Pourquoi l’UE n’autorise-t-elle pas la recapitalisation d’Alitalia ?

, par Silvia Dalla Ragione

Pourquoi l'UE n'autorise-t-elle pas la recapitalisation d'Alitalia ?
Un aéronef Alitalia dans le ciel bleu d’Italie. Source : pkozmin, Pixabay.

Alors que le gouvernement italien a signé un document dans lequel il s’engage à payer les employés de la compagnie aérienne nationale Alitalia, la Commission européenne refuse de donner le “feu vert” pour la recapitalisation de l’entreprise. Pendant que des manifestations se déroulent en Italie, le Premier ministre italien, Mario Draghi, a annoncé qu’il approuvait la décision de l’UE.

La pandémie a causé un préjudice financier absolument majeur aux compagnies aériennes en raison de l’impossibilité de voyager et des mesures de sécurité à prendre qui imposent des coûts plus importants. Pour cette raison, la Commission européenne a introduit un encadrement temporaire pour permettre aux États membres d’utiliser toute la flexibilité prévue par les règles en matière d’aides d’États pour soutenir l’économie.

Le budget de l’UE étant limité, la principale réponse doit cependant provenir des budgets internes aux États membres. Ces derniers peuvent apporter des modifications en faveur des entreprises qui ne relèvent pas des règles relatives aux aides d’État. Ils peuvent également accorder une compensation aux entreprises pour les dommages subis en raison de la pandémie. L’encadrement temporaire devait durer jusqu’en décembre 2020, mais, compte tenu de la durée de la crise pandémique, cet encadrement temporaire est continuellement amendé.

Le cas d’Air France et Lufthansa

D’autres compagnies aériennes comme Air France et Lufthansa doivent aussi profiter de l’encadrement temporaire proposé par l’UE. Air France appartient au groupe Air France-KLM et l’État français en détient 14.3% du capital de l’entreprise. Le groupe Air France-KLM a réalisé un bénéfice annuel de 750 millions d’euros en 2019, mais souffre lui aussi des restrictions de voyages depuis 2020. La mesure de recapitalisation française octroie d’une part une aide de 4 milliards d’euros de l’État à l’entreprise et d’autre part, Air France a annoncé, conformément aux recommandations européennes, laisser libre 18 de ses créneaux à l’aéroport de Paris-Orly donnant la possibilité à ses concurrents d’étendre leurs activités.

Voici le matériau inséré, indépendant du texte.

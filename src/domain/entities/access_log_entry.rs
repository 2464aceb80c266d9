//! Access log record written once per served redirect.

use chrono::{DateTime, Utc};
use serde::{Deserialize, Serialize};

use super::rule::{RedirectKind, RedirectRule};

/// One line of the access log.
///
/// Created by the redirect handler and handed to the
/// [`AccessLogger`](crate::infrastructure::access_log::AccessLogger), which owns
/// it until it is flushed to disk.
#[derive(Debug, Clone, PartialEq, Serialize, Deserialize)]
pub struct AccessLogEntry {
    pub timestamp: DateTime<Utc>,
    pub ip: String,
    pub user_agent: String,
    pub method: String,
    pub domain: String,
    pub path: String,
    pub target: String,
    pub redirect_type: RedirectKind,
    pub status_code: u16,
}

impl AccessLogEntry {
    /// Creates an entry for a request answered by `rule`.
    pub fn new(
        rule: &RedirectRule,
        domain: String,
        path: String,
        method: String,
        ip: String,
        user_agent: Option<&str>,
    ) -> Self {
        Self {
            timestamp: Utc::now(),
            ip,
            user_agent: user_agent.unwrap_or_default().to_string(),
            method,
            domain,
            path,
            target: rule.target.clone(),
            redirect_type: rule.kind,
            status_code: rule.kind.status_code(),
        }
    }
}

#[cfg(test)]
mod tests {
    use super::*;

    #[test]
    fn test_entry_from_rule() {
        let rule = RedirectRule {
            id: "a_com".to_string(),
            domain: "a.com".to_string(),
            path: String::new(),
            target: "https://b.com".to_string(),
            kind: RedirectKind::ScriptRedirect,
            expires_at: None,
            created_at: Utc::now(),
            description: String::new(),
        };

        let entry = AccessLogEntry::new(
            &rule,
            "a.com".to_string(),
            "/x".to_string(),
            "GET".to_string(),
            "10.0.0.1".to_string(),
            None,
        );

        assert_eq!(entry.target, "https://b.com");
        assert_eq!(entry.status_code, 200);
        assert_eq!(entry.user_agent, "");

        let line = serde_json::to_string(&entry).unwrap();
        assert!(line.contains(r#""redirect_type":4"#));
        assert!(!line.contains('\n'));
    }
}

En ce qui concerne la Lufthansa, la principale compagnie aérienne allemande, l’État va fournir une aide de 6 milliards d’euros à la compagnie et s’engage à se porter garant d’un prêt de 3 milliards d’euros. À l’instar d’Air France, la Lufthansa laissera certains de ses créneaux, les rendant disponibles pour les concurrents, dans ses aéroports-hubs de Francfort et de Munich.

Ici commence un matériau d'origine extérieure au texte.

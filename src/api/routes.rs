//! API route configuration.
//!
//! All API endpoints go through [`crate::api::middleware::auth`], which only
//! enforces a token when one is configured.

use crate::api::handlers::{
    check_rule_handler, create_rule_handler, delete_rule_handler, get_rule_handler,
    list_rules_handler, reload_handler, save_handler, update_rule_handler,
};
use crate::state::AppState;
use axum::{
    Router,
    routing::{get, post},
};

/// Rule management routes.
///
/// # Endpoints
///
/// - `GET    /rules`          - List active rules
/// - `POST   /rules`          - Create a rule (`?force=true` to override conflicts)
/// - `POST   /rules/check`    - Report conflicts without storing
/// - `GET    /rules/{id}`     - Fetch one rule
/// - `PUT    /rules/{id}`     - Replace a rule (`?force=true` to override conflicts)
/// - `DELETE /rules/{id}`     - Delete a rule
/// - `POST   /reload`         - Reload rules from the rules file
/// - `POST   /save`           - Write rules to the rules file
pub fn protected_routes() -> Router<AppState> {
    Router::new()
        .route("/rules", get(list_rules_handler).post(create_rule_handler))
        .route("/rules/check", post(check_rule_handler))
        .route(
            "/rules/{id}",
            get(get_rule_handler)
                .put(update_rule_handler)
                .delete(delete_rule_handler),
        )
        .route("/reload", post(reload_handler))
        .route("/save", post(save_handler))
}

Il se trouve que dans les deux cas, la Commission européenne a approuvé les mesures et a donné à la France et à l’Allemagne, le droit de procéder à la recapitalisation de leurs compagnies aériennes nationales. Alors, pourquoi Alitalia ne peut-elle pas bénéficier de l’encadrement temporaire et l’État italien permettant ainsi de recapitaliser la compagnie aérienne nationale ?

Le cas d’Alitalia, la compagnie « zombie »

Alitalia, la compagnie aérienne nationale italienne, est souvent qualifiée d’entreprise « zombie ». Or, qu’est-ce que cela signifie ? Cela veut tout simplement dire que c’est une entreprise vouée à l’échec, mais qui est maintenue en vie économiquement par des aides publiques. En parlant des différences entre Alitalia et Air France, lors d’une réunion ordinaire en ligne, Arianna Podestà, porte-parole de la Commission européenne pour la politique de concurrence, a expliqué que le but de l’encadrement temporaire est d’aider les entreprises qui sont entrées dans des difficultés financières dues au Covid-19, mais qui étaient économiquement viables avant la pandémie. Alitalia, en réalité, a toujours eu des difficultés financières. En 2019, donc avant la pandémie, Alitalia faisait état d’une perte de 500 millions d’euros sur un chiffre d’affaires de 3 milliards d’euros. Durant cet exercice, l’entreprise a perdu 100 millions d’euros de plus qu’en 2018. Néanmoins, la Commission européenne a donné à l’Italie la possibilité d’aider Alitalia pour un montant de 297.15 millions d’euros, pour les revenus perdus strictement à cause de la pandémie.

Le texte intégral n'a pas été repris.